Der der Höhe nach unstreitige Aufstockungsunterhaltsanspruch von monatlich 421,00 EUR entspreche damit ziemlich genau der Differenz zwischen dem von der Beklagten nunmehr erzielten Einkommen und dem Einkommen, das sie ohne die von den Parteien praktizierte "Hausfrauenehe" und die Kinderbetreuung hätte erzielen können.
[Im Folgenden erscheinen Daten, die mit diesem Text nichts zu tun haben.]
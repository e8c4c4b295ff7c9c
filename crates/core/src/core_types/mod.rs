//! Core value types shared across the engine

mod cell;
mod terrain_sample;

pub use cell::{Cell, CellState};
pub use terrain_sample::TerrainSample;
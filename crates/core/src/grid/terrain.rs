//! Terrain raster holding the five co-registered landscape layers
//!
//! The loader hands the engine five 2D fields of identical shape (elevation,
//! slope, aspect, fuel, canopy cover) in row-major order. All shape and range
//! validation happens here, at construction time; a constructed grid is
//! immutable and every later lookup is infallible.

use serde::{Deserialize, Serialize};

use crate::core_types::TerrainSample;

/// Construction-time terrain validation failures.
#[derive(Debug, Clone, PartialEq)]
pub enum TerrainError {
    /// Grid has zero rows or zero columns
    EmptyGrid,
    /// A layer's length does not match `rows * cols`
    ShapeMismatch {
        /// Name of the offending layer
        layer: &'static str,
        /// Expected element count (`rows * cols`)
        expected: usize,
        /// Actual element count supplied
        actual: usize,
    },
    /// Fuel value is negative or not finite
    InvalidFuel {
        /// Grid row of the offending value
        row: usize,
        /// Grid column of the offending value
        col: usize,
        /// The rejected value
        value: f32,
    },
    /// Cell size is zero, negative, or not finite
    InvalidCellSize(f32),
}

impl std::fmt::Display for TerrainError {
    fn fmt(&self, f: &mut std::fmt::Formatter<'_>) -> std::fmt::Result {
        match self {
            TerrainError::EmptyGrid => write!(f, "terrain grid must have nonzero dimensions"),
            TerrainError::ShapeMismatch {
                layer,
                expected,
                actual,
            } => write!(
                f,
                "layer '{layer}' has {actual} samples, expected {expected}"
            ),
            TerrainError::InvalidFuel { row, col, value } => {
                write!(f, "invalid fuel value {value} at ({row}, {col})")
            }
            TerrainError::InvalidCellSize(size) => {
                write!(f, "cell size must be positive and finite, got {size}")
            }
        }
    }
}

impl std::error::Error for TerrainError {}

/// Read-only terrain raster: five layers of identical shape plus the grid
/// spacing in meters.
#[derive(Debug, Clone, Serialize, Deserialize)]
pub struct TerrainGrid {
    rows: usize,
    cols: usize,
    /// Grid spacing in meters per cell edge
    cell_size: f32,
    /// Elevation layer (m), row-major `[row * cols + col]`
    elevation: Vec<f32>,
    /// Slope layer (degrees)
    slope: Vec<f32>,
    /// Aspect layer (degrees, 0 = North)
    aspect: Vec<f32>,
    /// Fuel layer (fuel-model units, 0 = incombustible)
    fuel: Vec<f32>,
    /// Canopy cover layer (fraction 0-1)
    canopy_cover: Vec<f32>,
}

impl TerrainGrid {
    /// Build a terrain grid from raw row-major layers.
    ///
    /// # Errors
    /// Returns [`TerrainError`] when dimensions are zero, any layer length
    /// differs from `rows * cols`, any fuel value is negative or non-finite,
    /// or `cell_size` is not a positive finite number.
    #[expect(
        clippy::too_many_arguments,
        reason = "Five co-registered layers plus shape and spacing are the loader's natural output"
    )]
    pub fn from_layers(
        rows: usize,
        cols: usize,
        elevation: Vec<f32>,
        slope: Vec<f32>,
        aspect: Vec<f32>,
        fuel: Vec<f32>,
        canopy_cover: Vec<f32>,
        cell_size: f32,
    ) -> Result<Self, TerrainError> {
        if rows == 0 || cols == 0 {
            return Err(TerrainError::EmptyGrid);
        }
        if !(cell_size.is_finite() && cell_size > 0.0) {
            return Err(TerrainError::InvalidCellSize(cell_size));
        }

        let expected = rows * cols;
        let layers: [(&'static str, &Vec<f32>); 5] = [
            ("elevation", &elevation),
            ("slope", &slope),
            ("aspect", &aspect),
            ("fuel", &fuel),
            ("canopy_cover", &canopy_cover),
        ];
        for (layer, data) in layers {
            if data.len() != expected {
                return Err(TerrainError::ShapeMismatch {
                    layer,
                    expected,
                    actual: data.len(),
                });
            }
        }

        for (idx, &value) in fuel.iter().enumerate() {
            if !value.is_finite() || value < 0.0 {
                return Err(TerrainError::InvalidFuel {
                    row: idx / cols,
                    col: idx % cols,
                    value,
                });
            }
        }

        Ok(TerrainGrid {
            rows,
            cols,
            cell_size,
            elevation,
            slope,
            aspect,
            fuel,
            canopy_cover,
        })
    }

    /// Flat, zero-slope terrain with uniform fuel everywhere.
    ///
    /// Primary constructor for tests and demos, the counterpart of a
    /// resampled single-fuel landscape raster.
    ///
    /// # Errors
    /// Returns [`TerrainError`] for zero dimensions, negative fuel, or a
    /// non-positive cell size.
    pub fn uniform(
        rows: usize,
        cols: usize,
        fuel: f32,
        cell_size: f32,
    ) -> Result<Self, TerrainError> {
        let n = rows * cols;
        TerrainGrid::from_layers(
            rows,
            cols,
            vec![0.0; n],
            vec![0.0; n],
            vec![0.0; n],
            vec![fuel; n],
            vec![0.0; n],
            cell_size,
        )
    }

    /// Flat index of `(row, col)`.
    #[inline]
    fn index(&self, row: usize, col: usize) -> usize {
        row * self.cols + col
    }

    /// Terrain sample at `(row, col)`, or `None` outside the grid.
    pub fn sample(&self, row: usize, col: usize) -> Option<TerrainSample> {
        if row < self.rows && col < self.cols {
            let idx = self.index(row, col);
            Some(TerrainSample {
                elevation: self.elevation[idx],
                slope: self.slope[idx],
                aspect: self.aspect[idx],
                fuel: self.fuel[idx],
                canopy_cover: self.canopy_cover[idx],
            })
        } else {
            None
        }
    }

    /// Number of rows.
    pub fn rows(&self) -> usize {
        self.rows
    }

    /// Number of columns.
    pub fn cols(&self) -> usize {
        self.cols
    }

    /// Grid spacing in meters.
    pub fn cell_size(&self) -> f32 {
        self.cell_size
    }

    /// Fuel value at `(row, col)`, or `None` outside the grid.
    pub fn fuel_at(&self, row: usize, col: usize) -> Option<f32> {
        if row < self.rows && col < self.cols {
            Some(self.fuel[self.index(row, col)])
        } else {
            None
        }
    }
}
//! Fire Spread Simulation Core
//!
//! A grid-based wildfire spread engine. Each cell of a terrain raster is a
//! combustion state machine (`Unburned -> Burning -> Burned`) whose ignition
//! timing comes from the Rothermel (1972) surface-fire rate-of-spread model
//! with Albini (1976) wind and slope corrections.
//!
//! The engine owns the grid, clock and parameters; terrain loading (`GeoTIFF`
//! decoding, resampling), rendering and the driver loop are collaborator
//! concerns that talk to it through [`TerrainGrid`], the query API and
//! [`FireSimulation::step`].
//!
//! ```
//! use fire_spread_core::{FireParameters, FireSimulation, TerrainGrid};
//!
//! let terrain = TerrainGrid::uniform(9, 9, 0.2, 1.0).unwrap();
//! let mut sim = FireSimulation::new(&terrain, FireParameters::default()).unwrap();
//! sim.ignite(4, 4);
//! while !sim.is_quiescent() {
//!     let summary = sim.step();
//!     assert_eq!(summary.unburned + summary.burning + summary.burned, 81);
//! }
//! ```

// Core value types
pub mod core_types;

// Terrain raster and adjacency
pub mod grid;

// Rothermel/Albini spread physics
pub mod physics;

// Propagation engine
pub mod simulation;

// Re-export the main types
pub use core_types::{Cell, CellState, TerrainSample};
pub use grid::{TerrainError, TerrainGrid};
pub use physics::{FireParameters, ParameterError};
pub use simulation::{ConfigError, FireSimulation, SpreadMode, StateCounts, TickSummary};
Da bei der Erwerbsbiografie der Beklagten aufgrund der von den Parteien während der Ehe praktizierten Aufgabenverteilung und der Kinderbetreuung ehebedingte Nachteile auf Dauer beständen, sei auch in Anbetracht der beiderseitigen wirtschaftlichen Verhältnisse ein unbegrenzter Unterhaltsanspruch nicht unbillig.
Hinweis
Das OLG hat im Hinblick auf die Frage der Befristung die Revision zugelassen. Die Entscheidung des BGH zum Aktenzeichen XII ZR 100/08 vom 27.01.2010 (FamRZ 2010, 538) hat die Entscheidung des OLG im Ergebnis bestätigt und eine Befristung des Anspruchs abgelehnt, weil die Ehefrau ehebedingte Nachteile in Höhe des titulierten Unterhalts erlitten habe (vgl. HI2305193).